AVAILABLE DATA:
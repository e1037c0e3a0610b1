//! Shared test utilities for the relsync crate.
//!
//! Available to unit tests and, through the `test-support` feature, to the
//! behaviour suite under `tests/`.

use std::cell::Cell;
use std::io::Write;
use std::path::Path;

use crate::release::{FetchError, ReleaseInfo, ReleaseSource};

#[derive(Debug, Clone)]
enum FixtureEntry {
    Dir(String),
    File {
        path: String,
        contents: Vec<u8>,
        mode: u32,
    },
    Raw {
        path: String,
        contents: Vec<u8>,
    },
    Symlink {
        path: String,
        target: String,
    },
    PaxGlobal(Vec<u8>),
}

/// Builds tar archives in memory.
///
/// Regular entries go through [`tar::Builder`]; [`TarballFixture::raw_file`]
/// writes the name bytes straight into the header so that hostile paths such
/// as `../../etc/passwd` can be produced.
#[derive(Debug, Clone, Default)]
pub struct TarballFixture {
    entries: Vec<FixtureEntry>,
}

impl TarballFixture {
    /// Start an empty archive.
    #[must_use]
    pub fn new() -> Self {
        Self::default()
    }

    /// Add a directory entry.
    #[must_use]
    pub fn dir(mut self, path: &str) -> Self {
        self.entries.push(FixtureEntry::Dir(path.to_owned()));
        self
    }

    /// Add a regular file with mode `0o644`.
    #[must_use]
    pub fn file(self, path: &str, contents: &str) -> Self {
        self.file_with_mode(path, contents, 0o644)
    }

    /// Add a regular file with explicit permission bits.
    #[must_use]
    pub fn file_with_mode(mut self, path: &str, contents: &str, mode: u32) -> Self {
        self.entries.push(FixtureEntry::File {
            path: path.to_owned(),
            contents: contents.as_bytes().to_vec(),
            mode,
        });
        self
    }

    /// Add a regular file whose name is written verbatim, bypassing the
    /// builder's path checks.
    #[must_use]
    pub fn raw_file(mut self, path: &str, contents: &str) -> Self {
        self.entries.push(FixtureEntry::Raw {
            path: path.to_owned(),
            contents: contents.as_bytes().to_vec(),
        });
        self
    }

    /// Add a symbolic link.
    #[must_use]
    pub fn symlink(mut self, path: &str, target: &str) -> Self {
        self.entries.push(FixtureEntry::Symlink {
            path: path.to_owned(),
            target: target.to_owned(),
        });
        self
    }

    /// Add a pax global header carrying a `comment` record, as `git archive`
    /// writes at the start of every GitHub tarball.
    #[must_use]
    pub fn pax_global_header(mut self, comment: &str) -> Self {
        let body = format!(" comment={comment}\n");
        let mut len = body.len();
        while len != body.len() + len.to_string().len() {
            len = body.len() + len.to_string().len();
        }
        self.entries
            .push(FixtureEntry::PaxGlobal(format!("{len}{body}").into_bytes()));
        self
    }

    /// Render the archive as an uncompressed tar stream.
    ///
    /// # Panics
    ///
    /// Panics if the in-memory tar builder fails.
    #[must_use]
    #[expect(clippy::expect_used, reason = "fixture construction failures are test bugs")]
    pub fn into_tar(self) -> Vec<u8> {
        let mut builder = tar::Builder::new(Vec::new());
        for entry in self.entries {
            match entry {
                FixtureEntry::Dir(path) => {
                    let mut header = tar::Header::new_gnu();
                    header.set_entry_type(tar::EntryType::Directory);
                    header.set_mode(0o755);
                    header.set_size(0);
                    builder
                        .append_data(&mut header, &path, std::io::empty())
                        .expect("append directory");
                }
                FixtureEntry::File {
                    path,
                    contents,
                    mode,
                } => {
                    let mut header = tar::Header::new_gnu();
                    header.set_entry_type(tar::EntryType::Regular);
                    header.set_mode(mode);
                    header.set_size(contents.len() as u64);
                    builder
                        .append_data(&mut header, &path, contents.as_slice())
                        .expect("append file");
                }
                FixtureEntry::Raw { path, contents } => {
                    let mut header = tar::Header::new_gnu();
                    let gnu = header.as_gnu_mut().expect("gnu header");
                    for (slot, byte) in gnu.name.iter_mut().zip(path.as_bytes()) {
                        *slot = *byte;
                    }
                    header.set_entry_type(tar::EntryType::Regular);
                    header.set_mode(0o644);
                    header.set_size(contents.len() as u64);
                    header.set_cksum();
                    builder
                        .append(&header, contents.as_slice())
                        .expect("append raw entry");
                }
                FixtureEntry::Symlink { path, target } => {
                    let mut header = tar::Header::new_gnu();
                    header.set_entry_type(tar::EntryType::Symlink);
                    header.set_mode(0o777);
                    header.set_size(0);
                    builder
                        .append_link(&mut header, &path, &target)
                        .expect("append symlink");
                }
                FixtureEntry::PaxGlobal(records) => {
                    let mut header = tar::Header::new_ustar();
                    header.set_entry_type(tar::EntryType::XGlobalHeader);
                    header.set_mode(0o644);
                    header.set_size(records.len() as u64);
                    builder
                        .append_data(&mut header, "pax_global_header", records.as_slice())
                        .expect("append pax global header");
                }
            }
        }
        builder.into_inner().expect("finish tar stream")
    }

    /// Render the archive as a gzip-compressed tar stream.
    ///
    /// # Panics
    ///
    /// Panics if compression fails.
    #[must_use]
    #[expect(clippy::expect_used, reason = "fixture construction failures are test bugs")]
    pub fn into_gzip(self) -> Vec<u8> {
        let mut encoder =
            flate2::write::GzEncoder::new(Vec::new(), flate2::Compression::default());
        encoder.write_all(&self.into_tar()).expect("gzip tar stream");
        encoder.finish().expect("finish gzip stream")
    }

    /// Render the archive as a zstd-compressed tar stream.
    ///
    /// # Panics
    ///
    /// Panics if compression fails.
    #[must_use]
    #[expect(clippy::expect_used, reason = "fixture construction failures are test bugs")]
    pub fn into_zstd(self) -> Vec<u8> {
        zstd::stream::encode_all(self.into_tar().as_slice(), 0).expect("zstd tar stream")
    }
}

/// A gzip tarball shaped like a GitHub source archive: a pax global header,
/// then one top-level directory holding `dist/index.html`, `dist/app.js`,
/// and a README outside the payload.
#[must_use]
pub fn release_tarball(top: &str) -> Vec<u8> {
    TarballFixture::new()
        .pax_global_header("5e1f2a9c0d4b8e7f6a5b4c3d2e1f0a9b8c7d6e5f")
        .dir(&format!("{top}/"))
        .dir(&format!("{top}/dist/"))
        .file(&format!("{top}/dist/index.html"), "<html></html>")
        .file(&format!("{top}/dist/app.js"), "console.log('ui');")
        .file(&format!("{top}/README.md"), "upstream readme")
        .into_gzip()
}

/// A [`ReleaseSource`] serving canned metadata and archive bytes.
///
/// Counts archive downloads so tests can assert that up-to-date runs never
/// fetch anything.
#[derive(Debug)]
pub struct StubReleaseSource {
    release: Result<ReleaseInfo, String>,
    archive: Vec<u8>,
    downloads: Cell<usize>,
}

impl StubReleaseSource {
    /// Serve `tag` with the given archive bytes.
    #[must_use]
    pub fn new(tag: &str, archive: Vec<u8>) -> Self {
        Self {
            release: Ok(ReleaseInfo {
                tag_name: tag.to_owned(),
                tarball_url: format!("https://example.test/tarball/{tag}"),
            }),
            archive,
            downloads: Cell::new(0),
        }
    }

    /// A source whose metadata request fails with `reason`.
    #[must_use]
    pub fn unreachable(reason: &str) -> Self {
        Self {
            release: Err(reason.to_owned()),
            archive: Vec::new(),
            downloads: Cell::new(0),
        }
    }

    /// Number of archive downloads served so far.
    #[must_use]
    pub fn downloads(&self) -> usize {
        self.downloads.get()
    }
}

impl ReleaseSource for StubReleaseSource {
    fn latest_release(&self) -> Result<ReleaseInfo, FetchError> {
        self.release.clone().map_err(|reason| FetchError::Http {
            url: "https://example.test/releases/latest".to_owned(),
            reason,
        })
    }

    fn download_archive(&self, _url: &str, dest: &Path) -> Result<u64, FetchError> {
        self.downloads.set(self.downloads.get() + 1);
        std::fs::write(dest, &self.archive)?;
        Ok(self.archive.len() as u64)
    }
}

YOUR GOAL:
Throughout the records, the word "fails" shows up on certain lines. Report how many lines, with only the number.

WORKED SOLUTION:
4